2.4.2 Continuous Distribution Recommendation Framework
As described in Appendix B, the distribution modeling process may require that the parameters of many distributions be estimated and the quality of those probability models examined to recommend an overall distribution. This process normally involves statistical tests or metrics (e.g. square error criterion) to assess how well the probability model represents the data.
Rather than relying on statistical tests, the KSL’s distribution recommendation framework defines a set of criteria for assessing the quality of the probability model’s representation. These criteria are called scoring models. Figure 2.8 illustrates the scoring models that the KSL uses within its automated fitting process. To implement your own scoring model, you need to sub-class from the abstract base class PDFScoringModel.

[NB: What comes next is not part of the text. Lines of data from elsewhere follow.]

//! Assembles the Axum [`Router`] from all handler modules.

use std::sync::Arc;

use axum::{
    routing::{get, post},
    Router,
};
use tower_http::trace::TraceLayer;

use crate::{
    handlers::{discovery, lineage, relationship, types, AppState},
    storage::Storage,
};

/// Build the complete application router with shared state.
///
/// Paths are relative to the catalog endpoint, so a client configured with
/// `http://127.0.0.1:3030` reaches `POST /api/atlas/v2/search/advanced`.
pub fn build_router(storage: Arc<dyn Storage>) -> Router {
    let state = AppState { storage };

    Router::new()
        // Discovery
        .route("/api/atlas/v2/search/advanced", post(discovery::query))
        .route("/api/atlas/v2/search/suggest", post(discovery::suggest))
        .route("/api/atlas/v2/search/autocomplete", post(discovery::auto_complete))
        .route("/api/atlas/v2/browse", post(discovery::browse))
        // Lineage
        .route("/api/atlas/v2/lineage/{guid}", get(lineage::get_lineage_graph))
        .route("/api/lineage/{guid}/next/", get(lineage::next_page_lineage))
        // Relationships
        .route(
            "/api/atlas/v2/relationship",
            post(relationship::create).put(relationship::update),
        )
        .route(
            "/api/atlas/v2/relationship/guid/{guid}",
            get(relationship::get).delete(relationship::delete),
        )
        // Type definitions, bulk
        .route(
            "/api/atlas/v2/types/typedefs",
            get(types::get_all)
                .post(types::create)
                .put(types::update)
                .delete(types::delete_all),
        )
        .route("/api/atlas/v2/types/typedefs/headers", get(types::headers))
        // Type definitions, single
        .route("/api/atlas/v2/types/{kind}/guid/{guid}", get(types::get_by_guid))
        .route(
            "/api/atlas/v2/types/{kind}/name/{name}",
            get(types::get_by_name).delete(types::delete_by_name),
        )
        .route(
            "/api/types/termtemplatedef/guid/{guid}",
            get(types::term_template_by_guid),
        )
        .route(
            "/api/types/termtemplatedef/name/{name}",
            get(types::term_template_by_name),
        )
        .with_state(state)
        .layer(TraceLayer::new_for_http())
}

The primary method that needs to be implemented is the abstract score()
function.
The contract for this function is it will return a numerical value that measures the quality of the distribution fit given the observed data and a hypothesized continuous distribution function. In addition, the function, badScore(),
should return the worse possible score for the metric. The badScore()
function should be used if there is some error or issue that prevents the scoring procedure from determining a score for the fit. A Score
is a data class that indicates whether the score is valid
or not and provides the metric that determined the score. You can think of the metric as the units of measure. The metric defines the domain (or set of legal values) for the metric and its direction. By direction, we mean whether bigger scores are better than smaller scores or vice versa. This information is used when a set of scores are combined into an overall score.

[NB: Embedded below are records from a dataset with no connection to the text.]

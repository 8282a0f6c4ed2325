//! Relationship instance types.

use datacatalog::RequestOptions;
use serde::{Deserialize, Serialize};
use serde_json::{Map, Value};

/// Reference to one end of a relationship.
#[derive(Debug, Clone, Default, Serialize, Deserialize, PartialEq)]
#[serde(rename_all = "camelCase")]
pub struct ObjectId {
    #[serde(skip_serializing_if = "Option::is_none")]
    pub guid: Option<String>,

    #[serde(skip_serializing_if = "Option::is_none")]
    pub type_name: Option<String>,

    #[serde(skip_serializing_if = "Option::is_none")]
    pub unique_attributes: Option<Map<String, Value>>,

    #[serde(flatten)]
    pub extra: Map<String, Value>,
}

impl ObjectId {
    pub fn guid(type_name: impl Into<String>, guid: impl Into<String>) -> Self {
        Self {
            guid: Some(guid.into()),
            type_name: Some(type_name.into()),
            ..Default::default()
        }
    }
}

/// A relationship between two entities.
///
/// `guid` is absent on create (the service assigns it) and required on
/// update.
#[derive(Debug, Clone, Default, Serialize, Deserialize, PartialEq)]
#[serde(rename_all = "camelCase")]
pub struct Relationship {
    #[serde(skip_serializing_if = "Option::is_none")]
    pub guid: Option<String>,

    pub type_name: String,

    #[serde(skip_serializing_if = "Option::is_none")]
    pub end1: Option<ObjectId>,

    #[serde(skip_serializing_if = "Option::is_none")]
    pub end2: Option<ObjectId>,

    #[serde(skip_serializing_if = "Option::is_none")]
    pub attributes: Option<Map<String, Value>>,

    #[serde(skip_serializing_if = "Option::is_none")]
    pub label: Option<String>,

    /// `ACTIVE` or `DELETED`.
    #[serde(skip_serializing_if = "Option::is_none")]
    pub status: Option<String>,

    #[serde(skip_serializing_if = "Option::is_none")]
    pub version: Option<u64>,

    #[serde(flatten)]
    pub extra: Map<String, Value>,
}

impl Relationship {
    pub fn between(type_name: impl Into<String>, end1: ObjectId, end2: ObjectId) -> Self {
        Self {
            type_name: type_name.into(),
            end1: Some(end1),
            end2: Some(end2),
            ..Default::default()
        }
    }
}

/// Result of `getRelationship`: the relationship plus, with
/// `extendedInfo=true`, headers of the entities it references.
#[derive(Debug, Clone, Default, Serialize, Deserialize, PartialEq)]
#[serde(rename_all = "camelCase")]
pub struct RelationshipWithExtInfo {
    #[serde(skip_serializing_if = "Option::is_none")]
    pub relationship: Option<Relationship>,

    #[serde(skip_serializing_if = "Option::is_none")]
    pub referred_entities: Option<Map<String, Value>>,

    #[serde(flatten)]
    pub extra: Map<String, Value>,
}

impl RelationshipWithExtInfo {
    /// Header of a referenced entity, present with `extendedInfo=true`.
    pub fn referred(&self, guid: &str) -> Option<&Value> {
        self.referred_entities.as_ref()?.get(guid)
    }
}

/// Query parameters for `getRelationship`.
#[derive(Debug, Clone, Default, PartialEq, Eq)]
pub struct RelationshipQuery {
    pub extended_info: Option<bool>,
}

impl From<RelationshipQuery> for RequestOptions {
    fn from(q: RelationshipQuery) -> Self {
        RequestOptions::new().query_param_opt("extendedInfo", q.extended_info)
    }
}
//! Typed models for the data catalog REST API.
//!
//! The SDK itself moves opaque [`datacatalog::Payload`]s. This crate is the
//! optional typed layer on top: request bodies that serialise to the
//! documented JSON, response shapes to deserialise into, and query helpers
//! that turn into [`datacatalog::RequestOptions`]. Every model keeps fields it
//! does not name in a flattened `extra` map, and anything the service may
//! leave out is an `Option`, so an empty list stays distinct from a missing
//! one and decoding then re-encoding reproduces the document.
//!
//! # Operations covered
//!
//! | Operation | Body | Query helper | Result |
//! |-----------|------|--------------|--------|
//! | `query` | [`SearchRequest`] | | [`SearchResult`] |
//! | `suggest` | [`SuggestRequest`] | | [`SuggestResult`] |
//! | `browse` | [`BrowseRequest`] | | [`BrowseResult`] |
//! | `autoComplete` | [`AutoCompleteRequest`] | | [`AutoCompleteResult`] |
//! | `getLineageGraph` | | [`LineageQuery`] | [`LineageGraph`] |
//! | `nextPageLineage` | | [`NextPageQuery`] | [`LineageGraph`] |
//! | `createRelationship` / `updateRelationship` | [`Relationship`] | | [`Relationship`] |
//! | `getRelationship` | | [`RelationshipQuery`] | [`RelationshipWithExtInfo`] |
//! | `get*Def*` | | | [`TypeDef`] |
//! | `getAllTypeDefinitions` / bulk create, update, delete | [`TypeDefs`] | [`TypesQuery`] | [`TypeDefs`] |
//! | `listTypeDefinitionHeaders` | | [`TypesQuery`] | `Vec<`[`TypeDefHeader`]`>` |

pub mod error;
pub mod lineage;
pub mod relationship;
pub mod search;
pub mod typedef;

pub use error::ErrorResponse;
pub use lineage::{
    LineageDirection, LineageGraph, LineageQuery, LineageRelation, NextPageQuery, ParentRelation,
};
pub use relationship::{ObjectId, Relationship, RelationshipQuery, RelationshipWithExtInfo};
pub use search::{
    AutoCompleteRequest, AutoCompleteResult, AutoCompleteResultValue, BrowseRequest, BrowseResult,
    BrowseResultValue, SearchFacetItem, SearchRequest, SearchResult, SearchResultValue,
    SuggestRequest, SuggestResult, SuggestResultValue,
};
pub use typedef::{
    AttributeDef, EnumElementDef, RelationshipEndDef, TypeCategory, TypeDef, TypeDefHeader,
    TypeDefs, TypesQuery,
};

The KSL has many pre-defined scoring models. The user can specify the criteria to use for the scoring evaluation process or accept the defaults. Two of the scoring models are based on a histogram summary of the data. This involves dividing the range of observations via break points \(b_j\) and tabulating frequencies or proportions of the data falling with the defined intervals or bins. The KSL does not use arbitrary break points from a histogram binning process. Instead the KSL attempts to define the break points for the intervals such that each interval has the same probability of occurrence. This ensures that the expected number of observations within each interval is the same. The theoretical basis for this approach can be found in (Williams 1950).

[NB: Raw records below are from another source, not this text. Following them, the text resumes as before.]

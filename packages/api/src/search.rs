//! Discovery request and result types.

use serde::{Deserialize, Serialize};
use serde_json::{Map, Value};

// ---------------------------------------------------------------------------
// Query
// ---------------------------------------------------------------------------

/// Body of `POST /api/atlas/v2/search/advanced`.
///
/// ```json
/// { "keywords": "invoice", "offset": 0, "limit": 10, "filter": { "entityType": "azure_sql_table" } }
/// ```
#[derive(Debug, Clone, Default, Serialize, Deserialize, PartialEq)]
#[serde(rename_all = "camelCase")]
pub struct SearchRequest {
    #[serde(skip_serializing_if = "Option::is_none")]
    pub keywords: Option<String>,

    #[serde(skip_serializing_if = "Option::is_none")]
    pub offset: Option<u32>,

    /// Page size. The service caps it at 1000.
    #[serde(skip_serializing_if = "Option::is_none")]
    pub limit: Option<u32>,

    /// Filter expression (`and` / `or` / `not` trees of attribute matches).
    #[serde(skip_serializing_if = "Option::is_none")]
    pub filter: Option<Value>,

    #[serde(skip_serializing_if = "Option::is_none")]
    pub facets: Option<Vec<SearchFacetItem>>,

    #[serde(skip_serializing_if = "Option::is_none")]
    pub taxonomy_setting: Option<Value>,

    #[serde(flatten)]
    pub extra: Map<String, Value>,
}

impl SearchRequest {
    pub fn keywords(keywords: impl Into<String>) -> Self {
        Self {
            keywords: Some(keywords.into()),
            ..Default::default()
        }
    }

    pub fn page(mut self, offset: u32, limit: u32) -> Self {
        self.offset = Some(offset);
        self.limit = Some(limit);
        self
    }

    pub fn filter(mut self, filter: Value) -> Self {
        self.filter = Some(filter);
        self
    }
}

/// A facet to compute alongside the results.
#[derive(Debug, Clone, Serialize, Deserialize, PartialEq)]
pub struct SearchFacetItem {
    pub facet: String,

    #[serde(skip_serializing_if = "Option::is_none")]
    pub count: Option<u32>,

    #[serde(skip_serializing_if = "Option::is_none")]
    pub sort: Option<Value>,

    #[serde(flatten)]
    pub extra: Map<String, Value>,
}

/// Result of a search.
#[derive(Debug, Clone, Default, Serialize, Deserialize, PartialEq)]
#[serde(rename_all = "camelCase")]
pub struct SearchResult {
    /// Total number of matches, independent of paging.
    #[serde(skip_serializing_if = "Option::is_none")]
    pub search_count: Option<u64>,

    #[serde(skip_serializing_if = "Option::is_none")]
    pub value: Option<Vec<SearchResultValue>>,

    #[serde(rename = "@search.facets", skip_serializing_if = "Option::is_none")]
    pub search_facets: Option<Value>,

    #[serde(flatten)]
    pub extra: Map<String, Value>,
}

impl SearchResult {
    pub fn count(&self) -> u64 {
        self.search_count.unwrap_or(0)
    }

    pub fn values(&self) -> &[SearchResultValue] {
        self.value.as_deref().unwrap_or_default()
    }
}

/// One ranked hit.
#[derive(Debug, Clone, Default, Serialize, Deserialize, PartialEq)]
#[serde(rename_all = "camelCase")]
pub struct SearchResultValue {
    #[serde(rename = "@search.score", skip_serializing_if = "Option::is_none")]
    pub search_score: Option<f64>,

    #[serde(rename = "@search.highlights", skip_serializing_if = "Option::is_none")]
    pub search_highlights: Option<Value>,

    #[serde(skip_serializing_if = "Option::is_none")]
    pub id: Option<String>,

    #[serde(skip_serializing_if = "Option::is_none")]
    pub name: Option<String>,

    #[serde(skip_serializing_if = "Option::is_none")]
    pub qualified_name: Option<String>,

    #[serde(skip_serializing_if = "Option::is_none")]
    pub entity_type: Option<String>,

    #[serde(skip_serializing_if = "Option::is_none")]
    pub description: Option<String>,

    #[serde(flatten)]
    pub extra: Map<String, Value>,
}

// ---------------------------------------------------------------------------
// Suggest / auto-complete
// ---------------------------------------------------------------------------

/// Body of `POST /api/atlas/v2/search/suggest`.
#[derive(Debug, Clone, Default, Serialize, Deserialize, PartialEq)]
pub struct SuggestRequest {
    #[serde(skip_serializing_if = "Option::is_none")]
    pub keywords: Option<String>,

    #[serde(skip_serializing_if = "Option::is_none")]
    pub limit: Option<u32>,

    #[serde(skip_serializing_if = "Option::is_none")]
    pub filter: Option<Value>,

    #[serde(flatten)]
    pub extra: Map<String, Value>,
}

#[derive(Debug, Clone, Default, Serialize, Deserialize, PartialEq)]
pub struct SuggestResult {
    #[serde(skip_serializing_if = "Option::is_none")]
    pub value: Option<Vec<SuggestResultValue>>,

    #[serde(flatten)]
    pub extra: Map<String, Value>,
}

impl SuggestResult {
    pub fn values(&self) -> &[SuggestResultValue] {
        self.value.as_deref().unwrap_or_default()
    }
}

#[derive(Debug, Clone, Default, Serialize, Deserialize, PartialEq)]
#[serde(rename_all = "camelCase")]
pub struct SuggestResultValue {
    /// The suggested text with the matched part highlighted.
    #[serde(rename = "@search.text", skip_serializing_if = "Option::is_none")]
    pub search_text: Option<String>,

    #[serde(skip_serializing_if = "Option::is_none")]
    pub id: Option<String>,

    #[serde(skip_serializing_if = "Option::is_none")]
    pub qualified_name: Option<String>,

    #[serde(skip_serializing_if = "Option::is_none")]
    pub entity_type: Option<String>,

    #[serde(flatten)]
    pub extra: Map<String, Value>,
}

/// Body of `POST /api/atlas/v2/search/autocomplete`.
#[derive(Debug, Clone, Default, Serialize, Deserialize, PartialEq)]
pub struct AutoCompleteRequest {
    #[serde(skip_serializing_if = "Option::is_none")]
    pub keywords: Option<String>,

    #[serde(skip_serializing_if = "Option::is_none")]
    pub limit: Option<u32>,

    #[serde(skip_serializing_if = "Option::is_none")]
    pub filter: Option<Value>,

    #[serde(flatten)]
    pub extra: Map<String, Value>,
}

#[derive(Debug, Clone, Default, Serialize, Deserialize, PartialEq)]
pub struct AutoCompleteResult {
    #[serde(skip_serializing_if = "Option::is_none")]
    pub value: Option<Vec<AutoCompleteResultValue>>,

    #[serde(flatten)]
    pub extra: Map<String, Value>,
}

impl AutoCompleteResult {
    pub fn values(&self) -> &[AutoCompleteResultValue] {
        self.value.as_deref().unwrap_or_default()
    }
}

#[derive(Debug, Clone, Default, Serialize, Deserialize, PartialEq)]
#[serde(rename_all = "camelCase")]
pub struct AutoCompleteResultValue {
    /// The completed term.
    pub text: String,

    /// The keywords followed by the completion.
    pub query_plus_text: String,

    #[serde(flatten)]
    pub extra: Map<String, Value>,
}

// ---------------------------------------------------------------------------
// Browse
// ---------------------------------------------------------------------------

/// Body of `POST /api/atlas/v2/browse`. Set either `entity_type` or `path`.
#[derive(Debug, Clone, Default, Serialize, Deserialize, PartialEq)]
#[serde(rename_all = "camelCase")]
pub struct BrowseRequest {
    #[serde(skip_serializing_if = "Option::is_none")]
    pub entity_type: Option<String>,

    #[serde(skip_serializing_if = "Option::is_none")]
    pub path: Option<String>,

    #[serde(skip_serializing_if = "Option::is_none")]
    pub limit: Option<u32>,

    #[serde(skip_serializing_if = "Option::is_none")]
    pub offset: Option<u32>,

    #[serde(flatten)]
    pub extra: Map<String, Value>,
}

#[derive(Debug, Clone, Default, Serialize, Deserialize, PartialEq)]
#[serde(rename_all = "camelCase")]
pub struct BrowseResult {
    #[serde(skip_serializing_if = "Option::is_none")]
    pub search_count: Option<u64>,

    #[serde(skip_serializing_if = "Option::is_none")]
    pub value: Option<Vec<BrowseResultValue>>,

    #[serde(flatten)]
    pub extra: Map<String, Value>,
}

impl BrowseResult {
    pub fn count(&self) -> u64 {
        self.search_count.unwrap_or(0)
    }

    pub fn values(&self) -> &[BrowseResultValue] {
        self.value.as_deref().unwrap_or_default()
    }
}

/// One child in the browse hierarchy.
#[derive(Debug, Clone, Default, Serialize, Deserialize, PartialEq)]
#[serde(rename_all = "camelCase")]
pub struct BrowseResultValue {
    #[serde(skip_serializing_if = "Option::is_none")]
    pub entity_type: Option<String>,

    #[serde(skip_serializing_if = "Option::is_none")]
    pub id: Option<String>,

    /// `true` when the child has no children of its own.
    #[serde(skip_serializing_if = "Option::is_none")]
    pub is_leaf: Option<bool>,

    #[serde(skip_serializing_if = "Option::is_none")]
    pub name: Option<String>,

    #[serde(skip_serializing_if = "Option::is_none")]
    pub path: Option<String>,

    #[serde(skip_serializing_if = "Option::is_none")]
    pub qualified_name: Option<String>,

    #[serde(flatten)]
    pub extra: Map<String, Value>,
}

#[cfg(test)]
mod tests {
    use super::*;
    use serde_json::json;

    #[test]
    fn search_request_omits_unset_fields() {
        let req = SearchRequest::keywords("invoice").page(0, 10);
        assert_eq!(
            serde_json::to_value(&req).unwrap(),
            json!({"keywords": "invoice", "offset": 0, "limit": 10})
        );
    }

    #[test]
    fn search_result_keeps_unknown_fields() {
        let raw = json!({
            "searchCount": 42,
            "value": [{
                "@search.score": 3.5,
                "id": "a1",
                "name": "invoices",
                "entityType": "azure_sql_table",
                "owner": "finance",
                "classification": ["MICROSOFT.FINANCIAL"]
            }],
            "@search.facets": {"entityType": [{"count": 1, "value": "azure_sql_table"}]}
        });
        let result: SearchResult = serde_json::from_value(raw.clone()).unwrap();
        assert_eq!(result.count(), 42);
        assert_eq!(result.values()[0].extra["owner"], "finance");
        assert_eq!(serde_json::to_value(&result).unwrap(), raw);
    }

    #[test]
    fn browse_value_leaf_flag() {
        let v: BrowseResultValue = serde_json::from_value(json!({
            "entityType": "azure_storage_account",
            "id": "x",
            "isLeaf": true,
            "name": "acct"
        }))
        .unwrap();
        assert_eq!(v.is_leaf, Some(true));
    }

    #[test]
    fn absent_counts_and_lists_stay_absent() {
        let raw = json!({"value": [{"id": "a1", "@search.text": "inv"}], "nextLink": "p2"});
        let suggested: SuggestResult = serde_json::from_value(raw.clone()).unwrap();
        assert_eq!(suggested.values()[0].search_text.as_deref(), Some("inv"));
        assert_eq!(serde_json::to_value(&suggested).unwrap(), raw);

        let empty: SearchResult = serde_json::from_value(json!({})).unwrap();
        assert_eq!(empty.count(), 0);
        assert!(empty.values().is_empty());
        assert_eq!(serde_json::to_value(&empty).unwrap(), json!({}));

        let browsed = json!({"searchCount": 0, "value": []});
        let parsed: BrowseResult = serde_json::from_value(browsed.clone()).unwrap();
        assert_eq!(serde_json::to_value(&parsed).unwrap(), browsed);
    }

    #[test]
    fn completions_and_facets_keep_unknown_fields() {
        let raw = json!({"value": [{"text": "invoice", "queryPlusText": "invoice", "score": 1}]});
        let completed: AutoCompleteResult = serde_json::from_value(raw.clone()).unwrap();
        assert_eq!(serde_json::to_value(&completed).unwrap(), raw);

        let req = json!({"keywords": "x", "facets": [{"facet": "entityType", "top": 5}], "orderby": []});
        let parsed: SearchRequest = serde_json::from_value(req.clone()).unwrap();
        assert_eq!(parsed.facets.as_deref().unwrap()[0].extra["top"], 5);
        assert_eq!(serde_json::to_value(&parsed).unwrap(), req);
    }
}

The scoring criteria based on a binning process are the sum of squared errors (SSE), Chi-Squared (CSQ), and the Mallows L2 (ML2) criterion. For these models, let \(c_{j}\) be the observed count of the \(x\) values contained in the \(j^{th}\) interval \(\left(b_{j-1}, b_{j} \right]\), let \(h_j = c_j/n\) be the relative frequency for the \(j^{th}\) interval, and let \(p_j\) be defined as:
\[ p_j = P\{b_{j-1} \leq X \leq b_{j}\} = \int\limits_{b_{j-1}}^{b_{j}} f(x) \mathrm{d}x \] Thus, we can define SSE, CSQ, and ML2 as follows:
- Sum of Squared Error (SSE) criterion - The squared error is defined as the sum over the intervals of the squared difference between the relative frequency and the theoretical probability associated with each interval:
\[ \text{SSE} = \sum_{j = 1}^k (h_j - p_j)^2 \]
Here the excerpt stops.